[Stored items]
——
impl RpcClient {
    // ---

    /// Create a client sending through `transport` and registering in `table`.
    ///
    /// Replies only reach the client if the same table is given to the
    /// [`Dispatcher`](crate::Dispatcher) fed by the transport's inbound stream.
    /// [`RpcSessionBuilder`](crate::RpcSessionBuilder) does this wiring.
    pub fn new(
        table: CorrelationTable,
        transport: TransportPtr,
        codec: CodecPtr,
        config: &RpcConfig,
    ) -> Self {
        Self {
            inner: Arc::new(Inner {
                table,
                transport,
                codec,
                keys: KeyGenerator::new(config.key_strategy, config.node_id.as_str()),
                request_timeout: config.request_timeout,
                max_key_attempts: config.max_key_attempts.max(1),
            }),
        }
    }

    /// Send a message that expects a reply and wait for the outcome.
    ///
    /// # Errors
    ///
    /// - [`RpcError::InvalidArgument`] if `message` is not a `Request` or
    ///   `KeepAliveRequest`, or `timeout` cannot be represented as a deadline
    /// - [`RpcError::DuplicateKey`] if no free key was found
    /// - the codec's or transport's error if encoding or sending fails;
    ///   nothing is left pending
    /// - [`RpcError::Timeout`] if no reply arrived before the deadline
    /// - [`RpcError::Cancelled`] if the request was cancelled
    /// - [`RpcError::Remote`] if the peer answered with an error
    /// - [`RpcError::ConnectionLost`] if the inbound stream ended
    pub async fn send(&self, message: Message, timeout: Duration) -> Result<Envelope> {
        self.begin(message, timeout).await?.response().await
    }

    /// Send a message and return the in-flight request without waiting.
    ///
    /// The returned [`InFlight`] exposes the correlation key immediately, so
    /// the request can be cancelled from elsewhere. Dropping it cancels the
    /// request.
    ///
    /// # Errors
    ///
    /// As for [`send`](Self::send), minus the outcome errors.
    pub async fn begin(&self, message: Message, timeout: Duration) -> Result<InFlight> {
        // ---
        let message_type = message.message_type();
        if !message_type.expects_reply() {
            return Err(RpcError::invalid_argument(format!(
                "{message_type} messages do not expect a reply"
            )));
        }

        let deadline = Instant::now()
            .checked_add(timeout)
            .ok_or_else(|| RpcError::invalid_argument(format!("timeout {timeout:?} is too large")))?;

        let handle = self.register_fresh(deadline)?;
        let envelope = Envelope::with_key(handle.key().clone(), message);

        // On failure `handle` is dropped, which withdraws the registration.
        let frame = self.inner.codec.encode(&envelope)?;
        if let Err(err) = self.inner.transport.send(frame).await {
            log_debug!("send of {} failed: {err}", handle.key());
            return Err(err);
        }

        Ok(InFlight {
            handle,
            table: self.inner.table.clone(),
        })
    }

    /// Cancel the pending request under `key`.
    ///
    /// Returns `false` if it already completed, timed out or was cancelled.
    pub fn cancel(&self, key: &CorrelationKey) -> bool {
        self.inner.table.cancel(key)
    }

    /// Send a `Request` with the configured default timeout and return the
    /// reply payload.
    pub async fn request(&self, payload: Bytes) -> Result<Bytes> {
        self.request_with_timeout(payload, self.inner.request_timeout)
            .await
    }

    /// Send a `Request` and return the reply payload.
    pub async fn request_with_timeout(&self, payload: Bytes, timeout: Duration) -> Result<Bytes> {
        // ---
        let reply = self.send(Message::Request { payload }, timeout).await?;

        match reply.into_message() {
            Message::Response { payload } => Ok(payload),
            other => Err(RpcError::Decode(format!(
                "unexpected {} reply to request",
                other.message_type()
            ))),
        }
    }

    /// Send a serde_json request and deserialize the reply.
    ///
    /// # Example
    ///
    /// ```no_run
    /// # use rtremote_rpc::RpcClient;
    /// # use serde::{Deserialize, Serialize};
    /// #[derive(Serialize)]
    /// struct AddRequest { a: i32, b: i32 }
    /// #[derive(Deserialize)]
    /// struct AddResponse { sum: i32 }
    ///
    /// # async fn example(client: RpcClient) -> rtremote_rpc::Result<()> {
    /// let resp: AddResponse = client.request_json(&AddRequest { a: 2, b: 3 }).await?;
    /// assert_eq!(resp.sum, 5);
    /// # Ok(())
    /// # }
    /// ```
    pub async fn request_json<TReq, TResp>(&self, req: &TReq) -> Result<TResp>
    where
        TReq: Serialize + ?Sized,
        TResp: DeserializeOwned,
    {
        // ---
        let bytes = serde_json::to_vec(req)?;
        let reply = self.request(Bytes::from(bytes)).await?;

        if reply.is_empty() {
            return Ok(serde_json::from_value(serde_json::Value::Null)?);
        }
        Ok(serde_json::from_slice(&reply)?)
    }

    /// Send a fire-and-forget `Event`.
    ///
    /// Returns the key the event was sent under; nothing is registered.
    pub async fn notify(&self, payload: Bytes) -> Result<CorrelationKey> {
        // ---
        let key = self.inner.keys.generate();
        let envelope = Envelope::with_key(key.clone(), Message::Event { payload });

        let frame = self.inner.codec.encode(&envelope)?;
        self.inner.transport.send(frame).await?;
        Ok(key)
    }

    /// Keep-alive round trip. Returns the measured round-trip time.
    pub async fn ping(&self, timeout: Duration) -> Result<Duration> {
        // ---
        let started = Instant::now();
        self.send(Message::KeepAliveRequest, timeout).await?;
        Ok(started.elapsed())
    }

    /// Number of requests currently awaiting an outcome.
    pub fn pending_count(&self) -> usize {
        self.inner.table.len()
    }

    /// Register under a freshly generated key, replacing keys that collide with
    /// a pending request.
    fn register_fresh(&self, deadline: Instant) -> Result<PendingHandle> {
        // ---
        let mut attempt = 1;
        loop {
            let key = self.inner.keys.generate();
            match self.inner.table.register(key, deadline) {
                Ok(handle) => return Ok(handle),
                Err(RpcError::DuplicateKey(key)) if attempt < self.inner.max_key_attempts => {
                    log_warn!("correlation key {key} already pending, generating another");
                    attempt += 1;
                }
                Err(err) => return Err(err),
            }
        }
    }
}

/// A request that has been sent and is awaiting its outcome.
///
/// Dropping an `InFlight` cancels the request.
pub struct InFlight {
    handle: PendingHandle,
    table: CorrelationTable,
}

impl InFlight {
    /// Correlation key the request was sent under.
    pub fn key(&self) -> &CorrelationKey {
        self.handle.key()
    }

    /// Deadline after which the request times out.
    pub fn deadline(&self) -> Instant {
        self.handle.deadline()
    }

    /// Cancel the request. Returns `false` if it already has an outcome.
    pub fn cancel(&self) -> bool {
        self.table.cancel(self.handle.key())
    }

    /// Wait for the reply, or until the deadline passes.
    pub async fn response(mut self) -> Result<Envelope> {
        // ---
        let deadline = self.handle.deadline();

        match time::timeout_at(deadline, self.handle.wait()).await {
            Ok(outcome) => outcome,
            Err(_elapsed) => {
                // A reply or the reaper may have committed first; either way the
                // table now holds no entry and the committed outcome is waiting.
                let _ = self.table.resolve(self.handle.key(), Err(RpcError::Timeout));
                self.handle.wait().await
            }
        }
    }
}
//! Mutex access shared by the table, the handler registry and the session.

use std::sync::{Mutex, MutexGuard};

/// Acquire a mutex guard, intentionally ignoring poisoning.
///
/// Every critical section guarded this way is a single map or `Option`
/// operation, so a panic while holding the lock cannot leave the value
/// half-updated.
pub(crate) fn lock_ignore_poison<T>(m: &Mutex<T>) -> MutexGuard<'_, T> {
    // ---
    match m.lock() {
        Ok(guard) => guard,
        Err(poisoned) => poisoned.into_inner(),
    }
}

#[cfg(test)]
mod tests {
    // ---
    use super::*;
    use std::sync::Arc;

    #[test]
    fn test_poisoned_lock_is_still_usable() {
        // ---
        let shared = Arc::new(Mutex::new(vec![1]));

        let inner = Arc::clone(&shared);
        let result = std::thread::spawn(move || {
            let _guard = inner.lock().unwrap();
            panic!("poison the lock");
        })
        .join();
        assert!(result.is_err());
        assert!(shared.is_poisoned());

        lock_ignore_poison(&shared).push(2);
        assert_eq!(*lock_ignore_poison(&shared), vec![1, 2]);
    }
}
——
- **What you are asked to do**: Using the records above, set down exactly the lines from the one with "pub async fn request_json<TReq, TResp>(&self, req: &TReq)" through the one with "let bytes = serde_json::to_vec(req)?;", inclusive, and nothing more.

- **Answer space**:
    pub async fn request_json<TReq, TResp>(&self, req: &TReq) -> Result<TResp>
    where
        TReq: Serialize + ?Sized,
        TResp: DeserializeOwned,
    {
        // ---
        let bytes = serde_json::to_vec(req)?;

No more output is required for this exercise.